> Source material:
★ ★ ★ ★ ★ ★ ★

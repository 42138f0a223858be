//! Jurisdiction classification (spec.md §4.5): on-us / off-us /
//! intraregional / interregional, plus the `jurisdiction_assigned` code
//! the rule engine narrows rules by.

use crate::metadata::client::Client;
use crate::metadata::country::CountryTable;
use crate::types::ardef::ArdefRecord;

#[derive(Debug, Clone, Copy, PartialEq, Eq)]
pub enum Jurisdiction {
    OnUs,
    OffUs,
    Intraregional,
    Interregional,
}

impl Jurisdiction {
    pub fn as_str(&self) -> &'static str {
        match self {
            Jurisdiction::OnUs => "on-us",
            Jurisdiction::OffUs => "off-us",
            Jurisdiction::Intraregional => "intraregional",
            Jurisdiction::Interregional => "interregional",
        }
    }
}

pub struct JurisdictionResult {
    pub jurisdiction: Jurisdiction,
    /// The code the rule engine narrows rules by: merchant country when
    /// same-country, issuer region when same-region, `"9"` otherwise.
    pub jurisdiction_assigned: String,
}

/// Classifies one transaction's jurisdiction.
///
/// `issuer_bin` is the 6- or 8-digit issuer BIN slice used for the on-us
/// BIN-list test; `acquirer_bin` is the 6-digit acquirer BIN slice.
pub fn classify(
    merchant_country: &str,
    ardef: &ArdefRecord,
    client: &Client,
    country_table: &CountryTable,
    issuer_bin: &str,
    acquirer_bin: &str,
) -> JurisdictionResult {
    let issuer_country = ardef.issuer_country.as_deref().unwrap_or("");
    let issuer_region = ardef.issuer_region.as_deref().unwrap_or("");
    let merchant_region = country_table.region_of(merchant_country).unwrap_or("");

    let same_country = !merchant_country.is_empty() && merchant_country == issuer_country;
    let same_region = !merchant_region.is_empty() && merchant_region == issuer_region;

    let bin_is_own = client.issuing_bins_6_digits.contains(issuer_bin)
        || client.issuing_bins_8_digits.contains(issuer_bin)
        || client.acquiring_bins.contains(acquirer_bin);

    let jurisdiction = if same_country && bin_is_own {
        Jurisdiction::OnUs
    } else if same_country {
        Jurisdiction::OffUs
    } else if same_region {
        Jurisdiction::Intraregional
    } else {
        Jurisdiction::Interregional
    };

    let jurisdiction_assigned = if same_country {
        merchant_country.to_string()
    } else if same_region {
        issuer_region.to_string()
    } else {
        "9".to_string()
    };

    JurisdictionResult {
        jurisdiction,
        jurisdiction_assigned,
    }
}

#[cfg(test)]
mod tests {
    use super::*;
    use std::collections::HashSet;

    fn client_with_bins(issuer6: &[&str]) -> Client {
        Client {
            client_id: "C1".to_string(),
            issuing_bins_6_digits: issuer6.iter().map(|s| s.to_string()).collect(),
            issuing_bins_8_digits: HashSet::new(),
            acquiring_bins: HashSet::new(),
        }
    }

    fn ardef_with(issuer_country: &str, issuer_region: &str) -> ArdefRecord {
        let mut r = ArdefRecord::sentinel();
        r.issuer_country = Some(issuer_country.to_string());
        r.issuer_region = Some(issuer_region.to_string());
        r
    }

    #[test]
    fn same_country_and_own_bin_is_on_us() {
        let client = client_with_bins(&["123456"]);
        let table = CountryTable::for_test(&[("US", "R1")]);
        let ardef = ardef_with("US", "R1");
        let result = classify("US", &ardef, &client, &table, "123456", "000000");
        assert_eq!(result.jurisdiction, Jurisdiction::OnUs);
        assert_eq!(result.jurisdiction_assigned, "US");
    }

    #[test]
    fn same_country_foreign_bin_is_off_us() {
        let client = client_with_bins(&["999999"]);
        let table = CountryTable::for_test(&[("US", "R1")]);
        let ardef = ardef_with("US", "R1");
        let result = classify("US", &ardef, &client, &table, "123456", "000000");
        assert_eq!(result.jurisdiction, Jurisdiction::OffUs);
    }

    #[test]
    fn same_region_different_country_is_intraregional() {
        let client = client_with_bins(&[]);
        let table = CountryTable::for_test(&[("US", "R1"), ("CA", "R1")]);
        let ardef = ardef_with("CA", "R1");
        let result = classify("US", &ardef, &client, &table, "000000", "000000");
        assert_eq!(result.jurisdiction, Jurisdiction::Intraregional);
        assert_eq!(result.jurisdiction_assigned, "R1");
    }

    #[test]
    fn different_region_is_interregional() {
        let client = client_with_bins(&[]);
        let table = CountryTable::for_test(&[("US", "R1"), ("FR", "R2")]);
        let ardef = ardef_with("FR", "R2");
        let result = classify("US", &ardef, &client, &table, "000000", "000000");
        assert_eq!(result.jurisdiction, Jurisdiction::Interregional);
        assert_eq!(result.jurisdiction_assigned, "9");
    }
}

★ ★ ★ ★ ★ ★ ★

> Your goal: Reproduce the lines of the entries above from the one with "let jurisdiction = if" to the one with "let jurisdiction_assigned = if", both included, exactly and without any other line.

> Task answer:
    let jurisdiction = if same_country && bin_is_own {
        Jurisdiction::OnUs
    } else if same_country {
        Jurisdiction::OffUs
    } else if same_region {
        Jurisdiction::Intraregional
    } else {
        Jurisdiction::Interregional
    };

    let jurisdiction_assigned = if same_country {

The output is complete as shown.